- Description of the task:
All the records below must be returned exactly as they stand.

- Data extracts:
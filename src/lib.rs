//! dcs - docker compose with secrets from Vault.
//!
//! Fetches key/value secrets from a Vault-style HTTP backend and runs
//! `docker compose` with them injected as environment variables.
//!
//! # Architecture
//!
//! ```text
//! src/
//! ├── cli/              # Command-line interface
//! │   ├── lifecycle     # start / stop / restart / update dispatch
//! │   └── output        # Terminal output helpers
//! └── core/             # Core library components
//!     ├── config        # .dcs.toml settings and connection parameters
//!     ├── backend/      # Secret backends
//!     │   ├── mod       # SecretSource trait
//!     │   ├── schema    # Wrapped and flat response decoding
//!     │   └── vault     # HTTP client
//!     ├── env           # Secret / environment merging
//!     ├── compose       # Orchestrator trait and compose invoker
//!     ├── validation    # Secret key and value checks
//!     └── domain/       # SecretMap, ChildEnv, Lifecycle
//! ```
//!
//! # Flow
//!
//! One invocation runs one lifecycle command: resolve configuration, fetch
//! secrets if a step needs them, merge them over the inherited environment,
//! run compose, exit.

pub mod cli;
pub mod core;
pub mod error;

- Answer area:
filename src/lib.rs
//! dcs - docker compose with secrets from Vault.
//!
//! Fetches key/value secrets from a Vault-style HTTP backend and runs
//! `docker compose` with them injected as environment variables.
//!
//! # Architecture
//!
//! ```text
//! src/
//! ├── cli/              # Command-line interface
//! │   ├── lifecycle     # start / stop / restart / update dispatch
//! │   └── output        # Terminal output helpers
//! └── core/             # Core library components
//!     ├── config        # .dcs.toml settings and connection parameters
//!     ├── backend/      # Secret backends
//!     │   ├── mod       # SecretSource trait
//!     │   ├── schema    # Wrapped and flat response decoding
//!     │   └── vault     # HTTP client
//!     ├── env           # Secret / environment merging
//!     ├── compose       # Orchestrator trait and compose invoker
//!     ├── validation    # Secret key and value checks
//!     └── domain/       # SecretMap, ChildEnv, Lifecycle
//! ```
//!
//! # Flow
//!
//! One invocation runs one lifecycle command: resolve configuration, fetch
//! secrets if a step needs them, merge them over the inherited environment,
//! run compose, exit.

pub mod cli;
pub mod core;
pub mod error;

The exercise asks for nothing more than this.